Microchip Fabrication: A Practical Guide to Semiconductor Processing, Fifth Edition

Doped regions and N-P junctions are the electronic hearts of the active components in a circuit. However it takes various other layers of semiconductors, dielectrics, and conductors to complete the components and facilitate the integration of the components into the circuit. These layers are added to the wafer surface by a number of techniques. The principle ones are chemical vapor deposition (CVD), physical vapor deposition (PCD), electroplating, spin-on, and evaporation. This chapter describes the most commonly used CVD techniques and dielectric and semiconductor materials deposited on the wafer surface. PVD, electroplating, spin-on, and evaporation processes are described in Chapter 13.

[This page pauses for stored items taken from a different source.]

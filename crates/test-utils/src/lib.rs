//! Fixtures and helpers shared by the workspace test suites.
//!
//! - `.idx` bodies and the cut-down reference tables they line up with
//! - Synthetic index and table generators
//! - Paths to the workspace `config/` tree
//!
//! ```ignore
//! use test_utils::{idx, fixture_inventories_dir};
//! ```

pub mod fixtures;
pub mod generators;
pub mod paths;

pub use fixtures::*;
pub use generators::*;
pub use paths::*;

/// Resolve a fixture path, or return from the calling test when it is absent.
///
/// Real HRRR indexes are large and not checked in. Point `TEST_DATA_DIR` at
/// a directory of downloaded `.idx` files to run the tests that need them.
///
/// ```ignore
/// let path = require_test_file!("hrrr.t00z.wrfprsf00.grib2.idx");
/// ```
#[macro_export]
macro_rules! require_test_file {
    ($name:expr) => {{
        let Some(path) = $crate::find_test_file($name) else {
            eprintln!("skipping: {} not found (set {})", $name, $crate::TEST_DATA_DIR_ENV);
            return;
        };
        path
    }};
}

/// Assert two numbers differ by no more than `tolerance`.
///
/// ```ignore
/// assert_approx_eq!(item.bbox[0], -134.1214, 1e-3);
/// ```
#[macro_export]
macro_rules! assert_approx_eq {
    ($actual:expr, $expected:expr, $tolerance:expr) => {{
        let (actual, expected, tolerance) = ($actual as f64, $expected as f64, $tolerance as f64);
        assert!(
            (actual - expected).abs() <= tolerance,
            "assertion failed: {} is not within {} of {}",
            actual,
            tolerance,
            expected
        );
    }};
}

#[cfg(test)]
mod tests {
    #[test]
    fn test_assert_approx_eq_passes() {
        assert_approx_eq!(1.0001, 1.0, 0.001);
        assert_approx_eq!(-134.12143, -134.1214, 0.0001);
    }

    #[test]
    #[should_panic(expected = "assertion failed")]
    fn test_assert_approx_eq_fails() {
        assert_approx_eq!(1.1, 1.0, 0.001);
    }

    #[test]
    fn test_require_test_file_finds_fixture() {
        let path = require_test_file!("hrrr.t12z.wrfsubhf00.grib2.idx");
        assert!(path.is_file());
    }
}
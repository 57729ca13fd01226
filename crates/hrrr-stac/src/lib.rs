//! STAC metadata for NOAA HRRR forecast files.
//!
//! Pure builders: nothing here performs I/O. Layer maps come from
//! `hrrr-inventory`; fetching index files is the caller's job.

pub mod collection;
pub mod item;
pub mod types;

pub use collection::{collection_id, create_collection, Collection};
pub use item::{create_item, item_id, Item, ItemProperties, ItemRequest};
pub use types::{Asset, Extent, Geometry, ItemAsset, Link, Provider, ProviderRole};

pub const STAC_VERSION: &str = "1.0.0";

pub const GRIB2_MEDIA_TYPE: &str = "application/wmo-GRIB2";
pub const INDEX_MEDIA_TYPE: &str = "text/plain";

/// Asset key of the GRIB2 file.
pub const GRIB_ASSET_KEY: &str = "grib";
/// Asset key of the `.idx` sidecar.
pub const INDEX_ASSET_KEY: &str = "index";

pub const ITEM_ASSETS_EXTENSION: &str = "https://stac-extensions.github.io/item-assets/v1.0.0/schema.json";
pub const FORECAST_EXTENSION: &str = "https://stac-extensions.github.io/forecast/v0.2.0/schema.json";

Upon completion of this chapter, you should be able to:
Name the parts of a CVD reactor.
Describe the principle of chemical vapor deposition.
List the conductor, semiconductor, and insulator materials deposited by CVD techniques.

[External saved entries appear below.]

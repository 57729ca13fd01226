//! Command bodies behind the `stac-builder` subcommands.

use std::path::{Path, PathBuf};

use anyhow::{bail, Context, Result};
use chrono::{DateTime, Utc};
use hrrr_common::{CloudProvider, ForecastHourSet, Product, Region};
use hrrr_inventory::InventoryCatalog;
use hrrr_stac::{create_collection, Collection, Item};
use serde::Serialize;
use tracing::info;

use crate::batch::{expand_tasks, run_batch, BatchReport};
use crate::fetch::IndexSource;
use crate::generate::generate_inventories;
use crate::resolve::ItemResolver;

/// Write `value` as pretty JSON, creating parent directories.
pub fn write_json<T: Serialize>(value: &T, path: &Path) -> Result<()> {
    if let Some(parent) = path.parent().filter(|p| !p.as_os_str().is_empty()) {
        std::fs::create_dir_all(parent)
            .with_context(|| format!("Failed to create directory: {}", parent.display()))?;
    }
    let json = serde_json::to_string_pretty(value)?;
    std::fs::write(path, json).with_context(|| format!("Failed to write {}", path.display()))?;
    Ok(())
}

/// Load every reference table from `dir`.
///
/// Tables are not shipped with the binary, so a missing table points the
/// operator at `generate-inventory`.
pub fn load_inventories(dir: &Path) -> Result<InventoryCatalog> {
    InventoryCatalog::load(dir).with_context(|| {
        format!(
            "Failed to load reference inventories from {}; \
             run `stac-builder generate-inventory <cloud-provider> <YYYY-MM-DD>` first",
            dir.display()
        )
    })
}

pub fn create_collection_command(
    region: Region,
    product: Product,
    forecast_hour_set: ForecastHourSet,
    provider: CloudProvider,
    destination: &Path,
) -> Result<Collection> {
    let collection = create_collection(region, product, forecast_hour_set, provider)?;
    write_json(&collection, destination)?;
    info!(collection_id = %collection.id, path = %destination.display(), "Wrote collection");
    Ok(collection)
}

pub async fn create_item_command<S: IndexSource>(
    resolver: &ItemResolver<S>,
    reference_time: DateTime<Utc>,
    forecast_hour: i64,
    region: Region,
    product: Product,
    provider: CloudProvider,
    destination: &Path,
) -> Result<Item> {
    let item = resolver
        .create_item(reference_time, forecast_hour, region, product, provider)
        .await
        .with_context(|| {
            format!(
                "Failed to create {} {} item for {} FH{}",
                region, product, reference_time, forecast_hour
            )
        })?;
    write_json(&item, destination)?;
    info!(item_id = %item.id, path = %destination.display(), "Wrote item");
    Ok(item)
}

/// Resolve every item between `start` and `end` and write each to
/// `{destination_dir}/{id}.json`.
#[allow(clippy::too_many_arguments)]
pub async fn create_items_command<S: IndexSource>(
    resolver: &ItemResolver<S>,
    product: Product,
    provider: CloudProvider,
    region: Region,
    start: DateTime<Utc>,
    end: DateTime<Utc>,
    destination_dir: &Path,
    max_concurrent: usize,
) -> Result<BatchReport<PathBuf>> {
    if start > end {
        bail!("Start time {} is after end time {}", start, end);
    }

    let tasks = expand_tasks(region, &[product], provider, start, end);
    let report = run_batch(tasks, max_concurrent, |task| resolver.resolve_task(task))
        .await
        .context("Batch item creation failed")?;

    std::fs::create_dir_all(destination_dir)
        .with_context(|| format!("Failed to create directory: {}", destination_dir.display()))?;

    let mut written = Vec::with_capacity(report.resolved.len());
    for item in &report.resolved {
        let path = destination_dir.join(format!("{}.json", item.id));
        write_json(item, &path)?;
        written.push(path);
    }

    info!(
        written = written.len(),
        skipped = report.skipped_count(),
        dir = %destination_dir.display(),
        "Wrote items"
    );

    Ok(BatchReport {
        resolved: written,
        skipped: report.skipped,
    })
}

pub async fn generate_inventory_command<S: IndexSource>(
    source: &S,
    provider: CloudProvider,
    reference_date: DateTime<Utc>,
    output_dir: &Path,
    gzip: bool,
) -> Result<Vec<PathBuf>> {
    let written = generate_inventories(source, provider, reference_date, output_dir, gzip)
        .await
        .with_context(|| {
            format!(
                "Failed to generate reference inventories from the {} cycle",
                reference_date.format("%Y-%m-%d")
            )
        })?;
    info!(tables = written.len(), dir = %output_dir.display(), "Reference inventories generated");
    Ok(written)
}

#[cfg(test)]
mod tests {
    use super::*;

    #[test]
    fn test_write_json_creates_parents() {
        let dir = tempfile::tempdir().unwrap();
        let path = dir.path().join("nested/deeper/value.json");
        write_json(&serde_json::json!({"a": 1}), &path).unwrap();
        let text = std::fs::read_to_string(&path).unwrap();
        assert!(text.contains("\"a\": 1"));
    }

    #[test]
    fn test_load_inventories_without_tables_names_the_fix() {
        let dir = tempfile::tempdir().unwrap();
        let err = load_inventories(dir.path()).unwrap_err();
        let message = format!("{:#}", err);
        assert!(message.contains("generate-inventory"), "{}", message);
        assert!(message.contains("not found"), "{}", message);
    }

    #[test]
    fn test_create_collection_command() {
        let dir = tempfile::tempdir().unwrap();
        let path = dir.path().join("collection.json");
        let collection = create_collection_command(
            Region::Alaska,
            Product::Native,
            ForecastHourSet::Fh00To01,
            CloudProvider::Google,
            &path,
        )
        .unwrap();
        assert_eq!(collection.id, "noaa-hrrr-alaska-nat-fh00-01");

        let parsed: Collection = serde_json::from_str(&std::fs::read_to_string(&path).unwrap()).unwrap();
        assert_eq!(parsed, collection);
    }

    #[test]
    fn test_create_collection_command_rejects_mismatched_set() {
        let dir = tempfile::tempdir().unwrap();
        let path = dir.path().join("collection.json");
        let result = create_collection_command(
            Region::Conus,
            Product::Surface,
            ForecastHourSet::Fh01To18,
            CloudProvider::Aws,
            &path,
        );
        assert!(result.is_err());
        assert!(!path.exists());
    }
}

Know the difference between atmospheric CVD, LPCVD, hot-wall, and cold-wall systems.
Explain the difference between epitaxial and polysilicon layers.
Advances in photomasking technology have allowed the fabrication of ever-smaller dimensioned ULSI circuits. But as the circuits have shrunk, they also have grown in the vertical direction through increased numbers of deposited layers. In the 1960s, bipolar devices had two layers deposited by chemical vapor deposition (CVD), an epitaxial layer, and a top-side passivation layer of silicon dioxide (Fig. 12.1), while early MOS devices had just a passivation layer (Fig. 12.2). By the 1990s, advanced devices featured four levels of metal interconnects, requiring numerous deposited layers (see...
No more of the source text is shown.